Après cela, l’intérêt de Raphaël se reporta à nouveau sur moi, comme s’il avait eu une idée. Il vint vers moi et, me tapant sur le dos, nous avons rit comme le font les pochetrons, pour beaucoup et peu de choses. Il se décida
" Tu as enregistré le concert de ce soir ?
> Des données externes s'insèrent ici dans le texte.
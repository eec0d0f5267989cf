// Copyright (c) 2026 100monkeys.ai
// SPDX-License-Identifier: AGPL-3.0
//! # `treeswarm-swarm`: Agent Population and Swarm Runtime
//!
//! Binds one agent to every discovered source node and runs the reactive
//! dispatch loop over them.
//!
//! ## Crate Layout
//!
//! | Module | Layer | Contents |
//! |--------|-------|----------|
//! | [`domain`] | Domain | `ReconcileReport`, `ReconcileError` |
//! | [`application`] | Application | `Reconciler`, `Swarm` |
//!
//! ## Key Concepts
//!
//! - **Reconciliation**: diff the discovered nodes against the swarm registry.
//!   New nodes get an agent, initial state and default subscriptions; vanished
//!   nodes orphan their agent; nodes whose file changed since the agent last
//!   acted get a `content_changed` event.
//! - **Swarm**: the composition root. Owns the stores under `state_dir`, the
//!   event log, the subscription router and the scheduler, and exposes the
//!   operator surface (start, stop, append, status).

pub mod application;
pub mod domain;

pub use application::{Reconciler, Swarm, SwarmCollaborators, SwarmError, SwarmStatus};
pub use domain::*;
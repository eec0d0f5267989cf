// Copyright (c) 2026 100monkeys.ai
// SPDX-License-Identifier: AGPL-3.0
//! Reconciler
//!
//! Syncs the swarm registry with the current set of discovered source nodes.
//! A pass over unchanged sources is a no-op.
//!
//! # Architecture
//!
//! - **Layer:** Application Layer
//! - **Purpose:** Agent lifecycle (create, orphan, notify on change)

use chrono::{DateTime, Utc};
use std::collections::{BTreeMap, HashMap};
use std::path::{Path, PathBuf};
use std::sync::Arc;
use tracing::{debug, info, warn};

use treeswarm_core::application::{BundleRegistry, EventLog, SubscriptionRouter};
use treeswarm_core::domain::agent::{AgentId, AgentMetadata, AgentState, AgentStatus};
use treeswarm_core::domain::discovery::CstNode;
use treeswarm_core::domain::events::EventPayload;
use treeswarm_core::domain::repository::{AgentStateRepository, SwarmRegistry};

use crate::domain::{ReconcileError, ReconcileReport};

pub struct Reconciler {
    project_root: PathBuf,
    registry: Arc<dyn SwarmRegistry>,
    states: Arc<dyn AgentStateRepository>,
    router: Arc<SubscriptionRouter>,
    event_log: Arc<EventLog>,
    bundles: Arc<BundleRegistry>,
}

impl Reconciler {
    pub fn new(
        project_root: impl Into<PathBuf>,
        registry: Arc<dyn SwarmRegistry>,
        states: Arc<dyn AgentStateRepository>,
        router: Arc<SubscriptionRouter>,
        event_log: Arc<EventLog>,
        bundles: Arc<BundleRegistry>,
    ) -> Self {
        Self {
            project_root: project_root.into(),
            registry,
            states,
            router,
            event_log,
            bundles,
        }
    }

    pub async fn reconcile_on_startup(&self, nodes: &[CstNode]) -> Result<ReconcileReport, ReconcileError> {
        // Refuse the whole pass before touching anything if a type is unmapped.
        for node in nodes {
            self.bundles.resolve(&node.node_type)?;
        }

        let parents: HashMap<&str, AgentId> = nodes.iter().map(|n| (n.node_id.as_str(), n.agent_id())).collect();
        let mut discovered: BTreeMap<AgentId, AgentMetadata> = BTreeMap::new();
        for node in nodes {
            let parent_id = node
                .parent_node_id
                .as_deref()
                .and_then(|parent| parents.get(parent))
                .cloned();
            let metadata = AgentMetadata::from_node(node, parent_id);
            discovered.entry(metadata.agent_id.clone()).or_insert(metadata);
        }

        let known: BTreeMap<AgentId, AgentMetadata> = self
            .registry
            .list_all()
            .await
            .map_err(ReconcileError::Registry)?
            .into_iter()
            .map(|m| (m.agent_id.clone(), m))
            .collect();

        let mut report = ReconcileReport {
            total: discovered.len(),
            ..ReconcileReport::default()
        };
        let mut unchanged = Vec::new();

        for (agent_id, metadata) in &discovered {
            match known.get(agent_id) {
                Some(existing) if existing.is_active() => unchanged.push(existing),
                Some(existing) => {
                    let mut revived = existing.clone();
                    revived.status = AgentStatus::Active;
                    self.activate(&revived).await?;
                    info!(agent_id = %agent_id, file_path = %revived.file_path, "Orphaned agent reactivated");
                    report.created += 1;
                }
                None => {
                    self.activate(metadata).await?;
                    debug!(agent_id = %agent_id, full_name = %metadata.full_name, "Agent created");
                    report.created += 1;
                }
            }
        }

        for (agent_id, existing) in &known {
            if existing.is_active() && !discovered.contains_key(agent_id) {
                self.registry
                    .set_status(agent_id, AgentStatus::Orphaned)
                    .await
                    .map_err(ReconcileError::Registry)?;
                let removed = self.router.remove_agent(agent_id).await?;
                info!(
                    agent_id = %agent_id,
                    file_path = %existing.file_path,
                    subscriptions = removed.len(),
                    "Agent orphaned"
                );
                report.orphaned += 1;
            }
        }

        report.updated = self.notify_changed(&unchanged).await?;

        info!(
            created = report.created,
            orphaned = report.orphaned,
            updated = report.updated,
            total = report.total,
            "Reconciliation complete"
        );
        Ok(report)
    }

    /// Register `metadata` as active, with an initial state unless one is
    /// already on record, and its default subscriptions.
    async fn activate(&self, metadata: &AgentMetadata) -> Result<(), ReconcileError> {
        self.registry.save(metadata).await.map_err(ReconcileError::Registry)?;
        let existing = self
            .states
            .load(&metadata.agent_id)
            .await
            .map_err(ReconcileError::State)?;
        if existing.is_none() {
            self.states
                .save(&AgentState::from_metadata(metadata))
                .await
                .map_err(ReconcileError::State)?;
        }
        self.router
            .install_defaults(&metadata.agent_id, &metadata.file_path)
            .await?;
        Ok(())
    }

    /// Append one `content_changed` event per file modified after an agent's
    /// last activity. Returns the number of agents concerned.
    async fn notify_changed(&self, agents: &[&AgentMetadata]) -> Result<usize, ReconcileError> {
        let mut stale: BTreeMap<String, Vec<AgentState>> = BTreeMap::new();
        for metadata in agents {
            let Some(modified) = modified_at(&self.project_root.join(&metadata.file_path)).await else {
                continue;
            };
            let state = match self
                .states
                .load(&metadata.agent_id)
                .await
                .map_err(ReconcileError::State)?
            {
                Some(state) => state,
                None => {
                    warn!(agent_id = %metadata.agent_id, "Active agent had no state; recreating it");
                    let state = AgentState::from_metadata(metadata);
                    self.states.save(&state).await.map_err(ReconcileError::State)?;
                    continue;
                }
            };
            if modified > state.last_updated {
                stale.entry(metadata.file_path.clone()).or_default().push(state);
            }
        }

        let mut updated = 0;
        if !stale.is_empty() {
            debug!(files = stale.len(), "Source files changed since last run");
        }
        for (file_path, states) in stale {
            self.event_log
                .append(EventPayload::ContentChanged { path: file_path.clone(), diff: None }, None)
                .await?;
            for mut state in states {
                state.touch();
                self.states.save(&state).await.map_err(ReconcileError::State)?;
                updated += 1;
            }
        }
        Ok(updated)
    }
}

async fn modified_at(path: &Path) -> Option<DateTime<Utc>> {
    let metadata = tokio::fs::metadata(path).await.ok()?;
    metadata.modified().ok().map(DateTime::<Utc>::from)
}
-Non. Il y avait trop de mouvements.
-Tu enregistre avec quoi d’habitude ?
-Avec ça "
Et je lui montrais mon enregistreur qui presque immédiatement fit s’illuminer ses yeux. Je le laissais le prendre dans ses mains et à travers son maniement précieux, qui ne consistait pas à l’aborder comme un outil avec des touches et des fonctionnalités, mais comme un tout, une mémoire complète dont le vrai fonctionnement restait inconnu, je pus constater que la machine lui faisait le même effet qu’à moi. C’était un ajout à soi-même, une extension pas forcément adéquate, qui permettait de se créer, de se recréer et d’évoluer comme j’avais pu le faire. Sauf que, si pour moi la machine avait été un moyen d’assimiler l’extérieur pour me développer, elle allait lui servir à pénétrer l’extérieur, à le déchirer et en naviguant à travers lui, s’incorporer, de grès ou de force, aux autres, à ceux qui n’étaient pas, encore, dans cette salle, et qui, pourtant, y appartenaient. Pas la terre entière, juste des gens comme lui et moi, et de la même façon que je m’étais moi-même octroyé l’opportunité de rejoindre la salle, j’allais la rendre disponible à ceux-là, à ceux qui cherchaient l’adresse depuis longtemps, à ceux qui s’étaient perdus dans trop de faubourgs.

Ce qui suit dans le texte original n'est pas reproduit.